▸ **WHAT TO WORK ON**: From the line containing "let footer = Footer" onward, every line of the entries is to be set down exactly, the last line included.

RECORDS PROVIDED Block Start

use std::{
    io::Write,
    path::{Path, PathBuf},
};

use {
    anyhow::Context,
    jiff::{ToSpan, civil::Date},
    lexopt::ValueExt,
};

use crate::{
    args::{Configurable, Usage},
    feed::Source,
    render::raster,
};

/// The date that determines which two weeks are shown.
///
/// This is either an ISO 8601 calendar date or one of a few words that are
/// relative to today.
#[derive(Clone, Copy, Debug, Default, Eq, PartialEq)]
pub enum ReferenceDate {
    #[default]
    Today,
    Tomorrow,
    Yesterday,
    Date(Date),
}

impl ReferenceDate {
    pub const USAGE: Usage = Usage::flag(
        "-d/--date <date>",
        "The date whose two weeks are shown (defaults to today).",
        r#"
The date whose two weeks are shown (defaults to today).

The grid always begins on the Monday of the week containing this date. This
date is also the one highlighted in the output.

The value may be a date like `2024-07-17`, or one of `today`, `tomorrow` or
`yesterday`. Relative dates are computed from the current time in your
configured time zone, which may be overridden with the `FORTNIGHT_NOW`
environment variable.
"#,
    );

    pub const ARG: Usage = Usage::arg(
        "<date>",
        "The date to show.",
        r#"
The date to show.

The value may be a date like `2024-07-17`, or one of `today`, `tomorrow` or
`yesterday`.
"#,
    );

    /// Returns the calendar date this refers to, given what today is.
    pub fn get(&self, today: Date) -> anyhow::Result<Date> {
        Ok(match *self {
            ReferenceDate::Today => today,
            ReferenceDate::Tomorrow => today.checked_add(1.day())?,
            ReferenceDate::Yesterday => today.checked_sub(1.day())?,
            ReferenceDate::Date(date) => date,
        })
    }
}

impl std::str::FromStr for ReferenceDate {
    type Err = anyhow::Error;

    fn from_str(s: &str) -> anyhow::Result<ReferenceDate> {
        Ok(match &*s.to_lowercase() {
            "today" => ReferenceDate::Today,
            "tomorrow" => ReferenceDate::Tomorrow,
            "yesterday" => ReferenceDate::Yesterday,
            _ => {
                let date = s.parse::<Date>().with_context(|| {
                    format!(
                        "failed to parse `{s}` as a date, expected \
                         `YYYY-MM-DD`, `today`, `tomorrow` or `yesterday`",
                    )
                })?;
                ReferenceDate::Date(date)
            }
        })
    }
}

/// The output format of the `grid` and `day` commands.
#[derive(Clone, Copy, Debug, Default, Eq, PartialEq)]
pub enum Format {
    #[default]
    Text,
    Json,
}

impl Format {
    pub const USAGE: Usage = Usage::flag(
        "-f/--format <kind>",
        "Print the grid as `text` (default) or `json`.",
        r#"
Print the grid as `text` (default) or `json`.

The `text` format writes one block of lines per day. All-day events are shown
as bars like `[ Summary ]`, where `<` or `>` means the event continues on
another day. Timed events are shown with their local start time.

The `json` format writes the laid out grid as a single JSON object. Every
entry has a `kind` of either `all-day` or `timed`.
"#,
    );
}

impl std::str::FromStr for Format {
    type Err = anyhow::Error;

    fn from_str(s: &str) -> anyhow::Result<Format> {
        Ok(match &*s.to_lowercase() {
            "text" => Format::Text,
            "json" => Format::Json,
            unk => anyhow::bail!("unrecognized format `{unk}`"),
        })
    }
}

impl std::fmt::Display for Format {
    fn fmt(&self, f: &mut std::fmt::Formatter) -> std::fmt::Result {
        match *self {
            Format::Text => write!(f, "text"),
            Format::Json => write!(f, "json"),
        }
    }
}

/// The dimensions of a rendered image, written as `WxH`.
#[derive(Clone, Copy, Debug, Eq, PartialEq)]
pub struct ImageSize {
    size: embedded_graphics::geometry::Size,
}

impl ImageSize {
    pub const USAGE: Usage = Usage::flag(
        "--size <WxH>",
        "The width and height of the image in pixels.",
        r#"
The width and height of the image in pixels, e.g., `800x600`.

The default is `1304x984`, which matches a common e-ink panel. Very small
sizes are rejected since the grid would not fit.
"#,
    );

    /// Return the parsed size.
    pub fn get(&self) -> embedded_graphics::geometry::Size {
        self.size
    }
}

impl Default for ImageSize {
    fn default() -> ImageSize {
        ImageSize { size: raster::DEFAULT_SIZE }
    }
}

impl std::str::FromStr for ImageSize {
    type Err = anyhow::Error;

    fn from_str(s: &str) -> anyhow::Result<ImageSize> {
        let Some((width, height)) = s.split_once(['x', 'X']) else {
            anyhow::bail!("image size `{s}` must be written as `WxH`")
        };
        let width: u32 = width.trim().parse().with_context(|| {
            format!("failed to parse `{width}` as an image width")
        })?;
        let height: u32 = height.trim().parse().with_context(|| {
            format!("failed to parse `{height}` as an image height")
        })?;
        let size = embedded_graphics::geometry::Size::new(width, height);
        Ok(ImageSize { size })
    }
}

impl std::fmt::Display for ImageSize {
    fn fmt(&self, f: &mut std::fmt::Formatter) -> std::fmt::Result {
        write!(f, "{}x{}", self.size.width, self.size.height)
    }
}

/// A simple abstraction over "one output file path or stdout."
#[derive(Clone, Debug, Default)]
pub struct FileOrStdout {
    path: Option<PathBuf>,
}

impl FileOrStdout {
    pub const USAGE: Usage = Usage::flag(
        "-o/--output <path>",
        "Write to this file instead of stdout.",
        r#"
Write to this file instead of stdout.

The file is created if it doesn't exist and truncated if it does. When set to
`-`, stdout is used.
"#,
    );

    /// Return a `std::fmt::Display` impl for the underlying file or stdout.
    pub fn display(&self) -> impl std::fmt::Display + '_ {
        self.path.as_deref().unwrap_or_else(|| Path::new("<stdout>")).display()
    }

    /// Return a buffered writer for the underlying file or stdout.
    pub fn writer(&self) -> anyhow::Result<Box<dyn Write>> {
        Ok(if let Some(ref path) = self.path {
            let file = std::fs::File::create(path)
                .with_context(|| format!("{}", path.display()))?;
            Box::new(std::io::BufWriter::new(file))
        } else {
            Box::new(std::io::stdout().lock())
        })
    }
}

impl From<PathBuf> for FileOrStdout {
    fn from(path: PathBuf) -> FileOrStdout {
        if path == Path::new("-") {
            FileOrStdout { path: None }
        } else {
            FileOrStdout { path: Some(path) }
        }
    }
}

/// The CLI parsing configuration for calendar sources.
///
/// This greedily consumes all remaining positional arguments as sources.
/// When there are none, the `FORTNIGHT_CALENDARS` environment variable is
/// consulted instead.
#[derive(Clone, Debug, Default)]
pub struct Sources {
    sources: Vec<Source>,
}

impl Sources {
    pub const USAGE: Usage = Usage::arg(
        "<source>...",
        "One or more iCalendar files, URLs or `-` for stdin.",
        r#"
One or more iCalendar files, URLs or `-` for stdin.

URLs may use `http`, `https` or `webcal`. A `webcal` URL is fetched over
`https`.

When no sources are given, they are read from the `FORTNIGHT_CALENDARS`
environment variable, which should contain whitespace separated sources. If
that isn't set either, then an error is reported.
"#,
    );

    /// Returns the sources given, falling back to the environment.
    pub fn get(&self) -> anyhow::Result<Vec<Source>> {
        if !self.sources.is_empty() {
            return Ok(self.sources.clone());
        }
        let Some(val) = std::env::var_os("FORTNIGHT_CALENDARS") else {
            anyhow::bail!(
                "no calendar sources given, provide at least one \
                 <source> or set `FORTNIGHT_CALENDARS`",
            )
        };
        let Some(val) = val.to_str() else {
            anyhow::bail!(
                "`FORTNIGHT_CALENDARS` environment variable is not \
                 valid UTF-8: {val:?}"
            )
        };
        let sources = parse_source_list(val)
            .context("invalid `FORTNIGHT_CALENDARS` environment variable")?;
        log::debug!(
            "using {} source(s) from `FORTNIGHT_CALENDARS`",
            sources.len(),
        );
        Ok(sources)
    }
}

impl Configurable for Sources {
    fn configure(
        &mut self,
        _: &mut lexopt::Parser,
        arg: &mut lexopt::Arg,
    ) -> anyhow::Result<bool> {
        let lexopt::Arg::Value(ref mut v) = *arg else { return Ok(false) };
        let v = std::mem::take(v).string()?;
        self.sources.push(v.parse()?);
        Ok(true)
    }

    fn usage(&self) -> &[Usage] {
        &[Sources::USAGE]
    }
}

/// Parses a whitespace separated list of sources.
fn parse_source_list(list: &str) -> anyhow::Result<Vec<Source>> {
    let sources = list
        .split_whitespace()
        .map(|s| s.parse())
        .collect::<anyhow::Result<Vec<Source>>>()?;
    anyhow::ensure!(!sources.is_empty(), "no calendar sources found");
    Ok(sources)
}
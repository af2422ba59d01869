use jiff::civil::Date;

use crate::grid::{COLUMNS, Day, Grid};

pub mod raster;
pub mod text;

/// What is shown above the grid.
#[derive(Clone, Debug)]
pub struct Header {
    /// The month and year being shown, e.g., `July 2024`.
    pub title: String,
    /// Abbreviated names of the weekdays, in column order.
    pub weekdays: Vec<String>,
}

/// Where a day is drawn in the grid.
#[derive(Clone, Copy, Debug, Eq, PartialEq)]
pub struct Slot {
    pub row: usize,
    pub column: usize,
    pub is_today: bool,
}

/// What is shown below the grid.
#[derive(Clone, Debug, Default)]
pub struct Footer {
    pub text: String,
}

/// A consumer of a finished grid.
///
/// `walk` calls `begin` once, then `day` for every day in row order, then
/// `finish` once.
pub trait Renderer {
    fn begin(&mut self, header: &Header) -> anyhow::Result<()>;

    fn day(&mut self, slot: Slot, day: &Day) -> anyhow::Result<()>;

    fn finish(&mut self, footer: &Footer) -> anyhow::Result<()>;
}

/// Drives `renderer` over `grid`.
///
/// `today` is the highlighted date. The title of the header is its month
/// and year.
pub fn walk(
    grid: &Grid,
    today: Date,
    footer: &Footer,
    renderer: &mut dyn Renderer,
) -> anyhow::Result<()> {
    let header = Header {
        title: today.strftime("%B %Y").to_string(),
        weekdays: grid
            .days()
            .iter()
            .take(COLUMNS)
            .map(|day| day.date.strftime("%a").to_string())
            .collect(),
    };
    renderer.begin(&header)?;
    for (row, days) in grid.rows().enumerate() {
        for (column, day) in days.iter().enumerate() {
            let slot = Slot { row, column, is_today: day.date == today };
            renderer.day(slot, day)?;
        }
    }
    renderer.finish(footer)
}

/// Flattens a summary onto a single line.
fn one_line(text: &str) -> String {
    text.split_whitespace().collect::<Vec<&str>>().join(" ")
}

#[cfg(test)]
mod tests {
    use jiff::{civil::date, tz::TimeZone};

    use crate::grid;

    use super::*;

    #[derive(Default)]
    struct Recorder {
        calls: Vec<String>,
    }

    impl Renderer for Recorder {
        fn begin(&mut self, header: &Header) -> anyhow::Result<()> {
            self.calls.push(format!(
                "begin {} ({})",
                header.title,
                header.weekdays.join(",")
            ));
            Ok(())
        }

        fn day(&mut self, slot: Slot, day: &Day) -> anyhow::Result<()> {
            if slot.column == 0 || slot.is_today {
                self.calls.push(format!(
                    "day {} at {},{}{}",
                    day.date,
                    slot.row,
                    slot.column,
                    if slot.is_today { " (today)" } else { "" },
                ));
            }
            Ok(())
        }

        fn finish(&mut self, footer: &Footer) -> anyhow::Result<()> {
            self.calls.push(format!("finish {}", footer.text));
            Ok(())
        }
    }

    #[test]
    fn one_line_collapses_whitespace() {
        assert_eq!(one_line("Dinner\n at  home\t"), "Dinner at home");
    }

    #[test]
    fn walk_order() {
        let tz = TimeZone::UTC;
        let grid = grid::build(&[], date(2024, 7, 31), &tz).unwrap();
        let footer = Footer { text: "bye".to_string() };
        let mut rec = Recorder::default();
        walk(&grid, date(2024, 7, 31), &footer, &mut rec).unwrap();
        insta::assert_snapshot!(
            rec.calls.join("\n"),
            @r"
        begin July 2024 (Mon,Tue,Wed,Thu,Fri,Sat,Sun)
        day 2024-07-29 at 0,0
        day 2024-07-31 at 0,2 (today)
        day 2024-08-05 at 1,0
        finish bye
        ",
        );
    }
}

RECORDS PROVIDED Block End

▸ **YOUR SOLUTION**:
        let footer = Footer { text: "bye".to_string() };
        let mut rec = Recorder::default();
        walk(&grid, date(2024, 7, 31), &footer, &mut rec).unwrap();
        insta::assert_snapshot!(
            rec.calls.join("\n"),
            @r"
        begin July 2024 (Mon,Tue,Wed,Thu,Fri,Sat,Sun)
        day 2024-07-29 at 0,0
        day 2024-07-31 at 0,2 (today)
        day 2024-08-05 at 1,0
        finish bye
        ",
        );
    }
}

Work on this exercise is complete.